La similitude se prolongeait encore; des relations de tons existaient dans la musique des liqueurs; ainsi pour ne citer qu'une note, la bénédictine figure, pour ainsi dire, le ton mineur de ce ton majeur des alcools que les partitions commerciales désignent sous le signe de chartreuse verte.
Ces principes une fois admis, il était parvenu, grâce à d'érudites expériences, à se jouer sur la langue de silencieuses mélodies, de muettes marches funèbres à grand spectacle, à entendre, dans sa bouche, des soli de menthe, des duos de vespétro et de rhum.
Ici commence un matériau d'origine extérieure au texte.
//! Dependent power selection and auxiliary assignments

use std::sync::Arc;

use crate::core::types::{AuxField, CategoryId, PowerId};
use crate::engine::quota::compute_quotas;
use crate::engine::selector::SigilGraphEngine;
use crate::engine::state::{Cleanup, Toggle};
use crate::graph::{PowerDef, SigilDef};

impl<S: SigilDef, P: PowerDef> SigilGraphEngine<S, P> {
    /// Current quota of a category (0 for unknown categories)
    pub fn quota(&self, category: &CategoryId) -> u32 {
        compute_quotas(self.definition.as_ref(), self.state.as_ref())
            .get(category)
            .copied()
            .unwrap_or(0)
    }

    pub fn selected_powers(&self, category: &CategoryId) -> &[PowerId] {
        self.state.selected_powers(category)
    }

    /// Whether `select_power` would add this power right now
    pub fn can_select_power(&self, category: &CategoryId, power: &PowerId) -> bool {
        let Some(def) = self
            .definition
            .category(category)
            .and_then(|c| c.power(power))
        else {
            return false;
        };
        let picked = self.state.selected_powers(category);
        !picked.contains(power)
            && (picked.len() as u32) < self.quota(category)
            && def.requires().iter().all(|s| self.state.sigils.contains(s))
    }

    /// Toggle a power
    ///
    /// Removal is always allowed and clears any auxiliary field the power
    /// owns. Adding needs a free quota slot and every required sigil.
    pub fn select_power(&mut self, category: &CategoryId, power: &PowerId) -> Toggle {
        if self.state.is_power_selected(category, power) {
            let state = Arc::make_mut(&mut self.state);
            if let Some(picked) = state.powers.get_mut(category) {
                picked.retain(|p| p != power);
                if picked.is_empty() {
                    state.powers.remove(category);
                }
            }
            let mut cleanup = Cleanup {
                powers: vec![(category.clone(), power.clone())],
                ..Cleanup::default()
            };
            self.reconcile(&mut cleanup);
            tracing::debug!(blessing = %self.id(), %category, %power, "power deselected");
            return Toggle::Off(cleanup);
        }

        if !self.can_select_power(category, power) {
            tracing::debug!(
                blessing = %self.id(),
                %category,
                %power,
                quota = self.quota(category),
                "power not selectable"
            );
            return Toggle::Ignored;
        }

        Arc::make_mut(&mut self.state)
            .powers
            .entry(category.clone())
            .or_default()
            .push(power.clone());
        tracing::debug!(blessing = %self.id(), %category, %power, "power selected");
        Toggle::On
    }

    pub fn auxiliary(&self, field: &AuxField) -> Option<&str> {
        self.state.auxiliary(field)
    }

    /// Assign a blessing-specific field such as a companion's name
    ///
    /// Only checks that the owning power is currently selected. Returns
    /// false (and changes nothing) otherwise.
    pub fn assign_auxiliary(&mut self, field: &AuxField, value: impl Into<String>) -> bool {
        let Some(aux) = self.definition.auxiliary(field) else {
            tracing::debug!(blessing = %self.id(), %field, "unknown auxiliary field");
            return false;
        };
        if !self.state.is_power_selected(&aux.category, &aux.owner) {
            tracing::debug!(
                blessing = %self.id(),
                %field,
                owner = %aux.owner,
                "owner power not selected"
            );
            return false;
        }
        let value = value.into();
        tracing::debug!(blessing = %self.id(), %field, %value, "auxiliary assigned");
        Arc::make_mut(&mut self.state)
            .auxiliary
            .insert(field.clone(), value);
        true
    }
}
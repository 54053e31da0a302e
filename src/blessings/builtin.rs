//! The ten blessings shipped with the configurator
//!
//! Content lives in `data/blessings/*.toml`; it is compiled in so a session
//! never depends on the working directory.

/// (file name, TOML source) for every built-in blessing, in page order
pub static BUILTIN_BLESSINGS: &[(&str, &str)] = &[
    ("beastcaller.toml", include_str!("../../data/blessings/beastcaller.toml")),
    ("emberheart.toml", include_str!("../../data/blessings/emberheart.toml")),
    ("tidesinger.toml", include_str!("../../data/blessings/tidesinger.toml")),
    ("stormborn.toml", include_str!("../../data/blessings/stormborn.toml")),
    ("gravebinder.toml", include_str!("../../data/blessings/gravebinder.toml")),
    ("mindsight.toml", include_str!("../../data/blessings/mindsight.toml")),
    ("verdant.toml", include_str!("../../data/blessings/verdant.toml")),
    ("ironclad.toml", include_str!("../../data/blessings/ironclad.toml")),
    ("starseer.toml", include_str!("../../data/blessings/starseer.toml")),
    ("wardweaver.toml", include_str!("../../data/blessings/wardweaver.toml")),
];
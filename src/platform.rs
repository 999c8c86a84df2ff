// platform.rs
//
// Everything the power cycle needs from the chip, the sensor module and the
// network goes through these traits. The ESP-IDF implementations live in
// board.rs, bme_sensor.rs, nvs_store.rs and mqtt_client.rs.

/// Seconds since this boot. Restarts at zero after every deep sleep.
pub trait Clock {
    fn uptime_secs(&self) -> u32;
}

/// Memory that survives deep sleep but not a power loss.
pub trait RetentionMemory {
    fn read(&mut self, buf: &mut [u8]);
    fn write(&mut self, data: &[u8]) -> anyhow::Result<()>;
}

pub trait Radio {
    /// Signal strength of the current access point, `None` when not associated.
    fn rssi(&self) -> Option<i32>;
    fn power_down(&mut self);
}

pub trait DeepSleep {
    /// Suspends the chip. On hardware this never returns, execution resumes
    /// at the boot entry point.
    fn deep_sleep(&mut self, duration_us: u64);
}

/// Everything the power cycle needs from the chip itself.
pub trait Board: Clock + RetentionMemory + Radio + DeepSleep {}

impl<T> Board for T where T: Clock + RetentionMemory + Radio + DeepSleep {}

/// Uncorrected values as delivered by the sensor.
#[derive(Clone, Copy, Debug, Default, PartialEq)]
pub struct RawReading {
    /// degrees Celsius
    pub temperature: f32,
    /// percent
    pub humidity: f32,
    /// Pascal
    pub pressure: f32,
}

pub trait EnvSensor {
    /// Switches the sensor module supply.
    fn set_power(&mut self, on: bool);
    /// Initializes the sensor at the given bus address and takes one measurement.
    fn read_at(&mut self, address: u8) -> anyhow::Result<RawReading>;
}

pub trait AnalogInput {
    fn read_raw(&mut self) -> u16;
}

/// A message received on one of the subscribed topics.
#[derive(Clone, Debug, PartialEq, Eq)]
pub struct InboundMessage {
    pub topic: String,
    pub payload: Vec<u8>,
}

#[allow(async_fn_in_trait)]
pub trait Broker {
    /// One connection attempt with the credentials the broker was built with.
    async fn connect(&mut self) -> bool;
    fn is_connected(&self) -> bool;
    async fn subscribe(&mut self, topic: &str) -> bool;
    async fn publish(&mut self, topic: &str, payload: &str, retain: bool) -> bool;
    /// Next message received since the last call, if any.
    fn next_inbound(&mut self) -> Option<InboundMessage>;
}

/// Flash storage for the configuration text.
pub trait ConfigStore {
    fn load_text(&mut self) -> anyhow::Result<Option<String>>;
    fn save_text(&mut self, text: &str) -> anyhow::Result<()>;
}

// EOF
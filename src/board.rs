// board.rs

use esp_idf_hal::delay::FreeRtos;
use esp_idf_svc::wifi::{AsyncWifi, EspWifi};
use esp_idf_sys::esp;

use crate::*;

// not initialized on power-on, the checksum tells garbage from data
#[link_section = ".rtc_noinit"]
static mut RTC_BLOCK: [u8; RETAINED_SIZE] = [0; RETAINED_SIZE];

pub struct EspBoard {
    wifi: Option<AsyncWifi<EspWifi<'static>>>,
}

impl EspBoard {
    pub fn new() -> Self {
        Self { wifi: None }
    }

    /// Hands the connected WiFi to the board so it can be shut down before sleeping.
    pub fn set_wifi(&mut self, wifi: AsyncWifi<EspWifi<'static>>) {
        self.wifi = Some(wifi);
    }
}

impl Default for EspBoard {
    fn default() -> Self {
        Self::new()
    }
}

impl Clock for EspBoard {
    fn uptime_secs(&self) -> u32 {
        let us = unsafe { esp_idf_sys::esp_timer_get_time() };
        (us / 1_000_000) as u32
    }
}

impl RetentionMemory for EspBoard {
    fn read(&mut self, buf: &mut [u8]) {
        // SAFETY: single threaded access, the block is only touched at boot and before sleep
        let block = unsafe { core::ptr::addr_of!(RTC_BLOCK).read() };
        let n = buf.len().min(RETAINED_SIZE);
        buf[..n].copy_from_slice(&block[..n]);
    }

    fn write(&mut self, data: &[u8]) -> anyhow::Result<()> {
        if data.len() != RETAINED_SIZE {
            bail!("RTC block is {RETAINED_SIZE} bytes, got {}", data.len());
        }
        let mut block = [0u8; RETAINED_SIZE];
        block.copy_from_slice(data);
        // SAFETY: see read()
        unsafe { core::ptr::addr_of_mut!(RTC_BLOCK).write(block) };
        Ok(())
    }
}

impl Radio for EspBoard {
    fn rssi(&self) -> Option<i32> {
        self.wifi.as_ref()?;
        let mut ap_info = esp_idf_sys::wifi_ap_record_t::default();
        esp!(unsafe { esp_idf_sys::esp_wifi_sta_get_ap_info(&mut ap_info) }).ok()?;
        Some(ap_info.rssi.into())
    }

    fn power_down(&mut self) {
        if let Some(mut wifi) = self.wifi.take() {
            let wifi = wifi.wifi_mut();
            if let Err(e) = wifi.disconnect() {
                warn!("WiFi disconnect failed: {e:?}");
            }
            if let Err(e) = wifi.stop() {
                warn!("WiFi stop failed: {e:?}");
            }
            info!("WiFi off.");
        }
    }
}

impl DeepSleep for EspBoard {
    fn deep_sleep(&mut self, duration_us: u64) {
        // let the log drain
        FreeRtos::delay_ms(1000);
        unsafe { esp_idf_sys::esp_deep_sleep(duration_us) };
    }
}

// EOF
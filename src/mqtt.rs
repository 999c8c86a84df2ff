// mqtt.rs

use crate::*;

pub const MQTT_CONNECT_ATTEMPTS: u32 = 25;
pub const MQTT_RETRY_DELAY_MS: u64 = 1000;
/// Wait after a publish round so the client can flush its queue.
pub const MQTT_PUBLISH_SETTLE_MS: u64 = 5000;
pub const MQTT_MAX_PAYLOAD: usize = 200;

pub const TOPIC_DEEP_SLEEP: &str = "DeepSleep";
pub const TOPIC_SEND_EVERY: &str = "SendEverySec";

pub const TOPIC_TEMPERATURE: &str = "BME280/Temperature";
pub const TOPIC_HUMIDITY: &str = "BME280/Humidity";
pub const TOPIC_PRESSURE: &str = "BME280/Pressure";
pub const TOPIC_VOLTAGE: &str = "Voltage";
pub const TOPIC_MAH: &str = "mAh";
pub const TOPIC_ALIVE: &str = "Alive";
pub const TOPIC_RSSI: &str = "RSSI";
pub const TOPIC_CONN_ERROR_COUNT: &str = "ConnErrorCount";
pub const TOPIC_SEND_ERROR_COUNT: &str = "SendErrorCount";

/// Snapshot of the values sent in one publish round.
#[derive(Clone, Debug, Default, PartialEq)]
pub struct Report {
    pub temperature: f32,
    pub humidity: f32,
    pub pressure: f32,
    pub voltage: f32,
    pub consumption_mah: f64,
    pub alive_secs: u32,
    pub rssi: Option<i32>,
}

impl Report {
    /// Topic suffixes and payloads in publish order. Error counters come from
    /// `retained` as they are when the round starts.
    pub fn entries(&self, retained: &RetainedState) -> [(&'static str, String); 9] {
        [
            (TOPIC_TEMPERATURE, format!("{:.2}", self.temperature)),
            (TOPIC_HUMIDITY, format!("{:.2}", self.humidity)),
            (TOPIC_PRESSURE, format!("{:.2}", self.pressure)),
            (TOPIC_VOLTAGE, format!("{:.2}", self.voltage)),
            (TOPIC_MAH, format!("{:.2}", self.consumption_mah)),
            (TOPIC_ALIVE, format_interval(self.alive_secs)),
            (TOPIC_RSSI, self.rssi.map(|r| r.to_string()).unwrap_or_default()),
            (TOPIC_CONN_ERROR_COUNT, retained.conn_error_count.to_string()),
            (TOPIC_SEND_ERROR_COUNT, retained.send_error_count.to_string()),
        ]
    }
}

#[derive(Clone, Copy, Debug, PartialEq, Eq)]
pub enum RemoteCommand {
    DeepSleep(bool),
    SendEverySec(u32),
}

impl RemoteCommand {
    /// Decodes a message on `<prefix>/DeepSleep` or `<prefix>/SendEverySec`.
    pub fn parse(prefix: &str, msg: &InboundMessage) -> Option<Self> {
        if msg.payload.is_empty() || msg.payload.len() > MQTT_MAX_PAYLOAD {
            warn!("MQTT ignoring payload of {} bytes on {}", msg.payload.len(), msg.topic);
            return None;
        }
        let suffix = msg.topic.strip_prefix(prefix)?.strip_prefix('/')?;
        let text = std::str::from_utf8(&msg.payload).ok()?.trim();

        let value = match text.parse::<i64>() {
            Ok(v) => v,
            Err(_) => {
                warn!("MQTT ignoring non-numeric payload {text:?} on {}", msg.topic);
                return None;
            }
        };
        match suffix {
            TOPIC_DEEP_SLEEP => Some(Self::DeepSleep(value != 0)),
            TOPIC_SEND_EVERY => match u32::try_from(value) {
                Ok(secs) => Some(Self::SendEverySec(secs)),
                Err(_) => {
                    warn!("MQTT ignoring out of range interval {value}");
                    None
                }
            },
            _ => None,
        }
    }

    pub fn apply(self, config: &mut Configuration) {
        match self {
            Self::DeepSleep(on) => {
                config.is_deep_sleep_enabled = on;
                info!("DeepSleep - {}", if on { "On" } else { "Off" });
            }
            Self::SendEverySec(secs) => {
                config.mqtt_send_every_sec = secs;
                info!("SendEverySec - {secs}");
            }
        }
    }
}

fn round_due(now: u32, config: &Configuration, retained: &RetainedState) -> bool {
    retained.last_publish_sec != now && seconds_elapsed(now, retained.last_publish_sec, config.mqtt_send_every_sec)
}

/// Publish round without a broker (network down). Counts a connection error
/// once per send interval, like a failed connect would.
pub fn count_unreachable_round(now: u32, config: &Configuration, retained: &mut RetainedState) -> bool {
    if !seconds_elapsed_and_update(now, &mut retained.last_publish_sec, config.mqtt_send_every_sec) {
        return false;
    }
    retained.conn_error_count = retained.conn_error_count.saturating_add(1);
    error!("MQTT broker unreachable ({} in total)", retained.conn_error_count);
    true
}

pub struct Publisher<B> {
    broker: B,
    publish_in_progress: bool,
}

impl<B: Broker> Publisher<B> {
    pub fn new(broker: B) -> Self {
        Self {
            broker,
            publish_in_progress: false,
        }
    }

    pub fn broker(&self) -> &B {
        &self.broker
    }

    /// Applies every remote command received since the last call.
    pub fn handle_inbound(&mut self, config: &mut Configuration) -> usize {
        let prefix = config.topic_prefix();
        let mut applied = 0;
        while let Some(msg) = self.broker.next_inbound() {
            info!("Message arrived [{}]", msg.topic);
            if let Some(cmd) = RemoteCommand::parse(&prefix, &msg) {
                cmd.apply(config);
                applied += 1;
            }
        }
        applied
    }

    /// True while a round runs, or when one is due at `now` that has not run
    /// at `now` yet.
    pub fn waiting_for_publish(&self, now: u32, config: &Configuration, retained: &RetainedState) -> bool {
        self.publish_in_progress || round_due(now, config, retained)
    }

    /// Connects and sends the report once per `mqtt_send_every_sec`.
    /// Returns true when a round was due.
    pub async fn handle_client(
        &mut self,
        now: u32,
        config: &mut Configuration,
        retained: &mut RetainedState,
        report: &Report,
    ) -> bool {
        self.handle_inbound(config);

        if self.publish_in_progress || !seconds_elapsed(now, retained.last_publish_sec, config.mqtt_send_every_sec) {
            return false;
        }
        self.publish_in_progress = true;

        if self.ensure_connected(config).await {
            info!("Attempting MQTT publishing");
            let prefix = config.topic_prefix();
            for (suffix, value) in report.entries(retained) {
                self.publish(&prefix, suffix, &value, retained).await;
            }
            retained.send_count = retained.send_count.saturating_add(1);
            info!("mqtt published");
            sleep(Duration::from_millis(MQTT_PUBLISH_SETTLE_MS)).await;
        } else {
            retained.conn_error_count = retained.conn_error_count.saturating_add(1);
            error!("MQTT connection failed ({} in total)", retained.conn_error_count);
        }

        // also on error, the next try waits a full interval
        retained.last_publish_sec = now;
        self.publish_in_progress = false;
        true
    }

    async fn ensure_connected(&mut self, config: &Configuration) -> bool {
        if self.broker.is_connected() {
            return true;
        }
        for attempt in 1..=MQTT_CONNECT_ATTEMPTS {
            info!(
                "Attempting MQTT connection {attempt}/{MQTT_CONNECT_ATTEMPTS} [{}][{}]",
                config.mqtt_name, config.mqtt_user
            );
            if self.broker.connect().await {
                info!("MQTT connected");
                self.subscribe_commands(config).await;
                return true;
            }
            if attempt < MQTT_CONNECT_ATTEMPTS {
                warn!("MQTT connect failed, try again in 1 second");
                sleep(Duration::from_millis(MQTT_RETRY_DELAY_MS)).await;
            }
        }
        false
    }

    async fn subscribe_commands(&mut self, config: &Configuration) {
        let prefix = config.topic_prefix();
        for suffix in [TOPIC_DEEP_SLEEP, TOPIC_SEND_EVERY] {
            let topic = format!("{prefix}/{suffix}");
            if !self.broker.subscribe(&topic).await {
                warn!("MQTT subscribe failed: {topic}");
            }
        }
    }

    async fn publish(&mut self, prefix: &str, suffix: &str, value: &str, retained: &mut RetainedState) -> bool {
        if value.is_empty() {
            debug!("MQTT skipping empty {suffix}");
            return false;
        }
        let topic = format!("{prefix}/{suffix}");
        info!("MQTT sending {topic} {value}");
        let ok = self.broker.publish(&topic, value, true).await;
        if !ok {
            retained.send_error_count = retained.send_error_count.saturating_add(1);
            error!("MQTT send error on {topic}");
        }
        ok
    }
}

// EOF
Il arrivait même à transférer dans sa mâchoire de véritables morceaux de musique, suivant le compositeur, pas à pas, rendant sa pensée, ses effets, ses nuances, par des unions ou des contrastes voisins de liqueurs, par d'approximatifs et savants mélanges.
D'autrefois, il composait lui-même des mélodies, exécutait des pastorales avec le bénin cassis qui lui faisait roulader, dans la gorge, des chants emperlés de rossignol; avec le tendre cacao-chouva qui fredonnait de sirupeuses bergerades, telles que «les romances d'Estelle» et les «Ah! vous dirai-je, maman» du temps jadis.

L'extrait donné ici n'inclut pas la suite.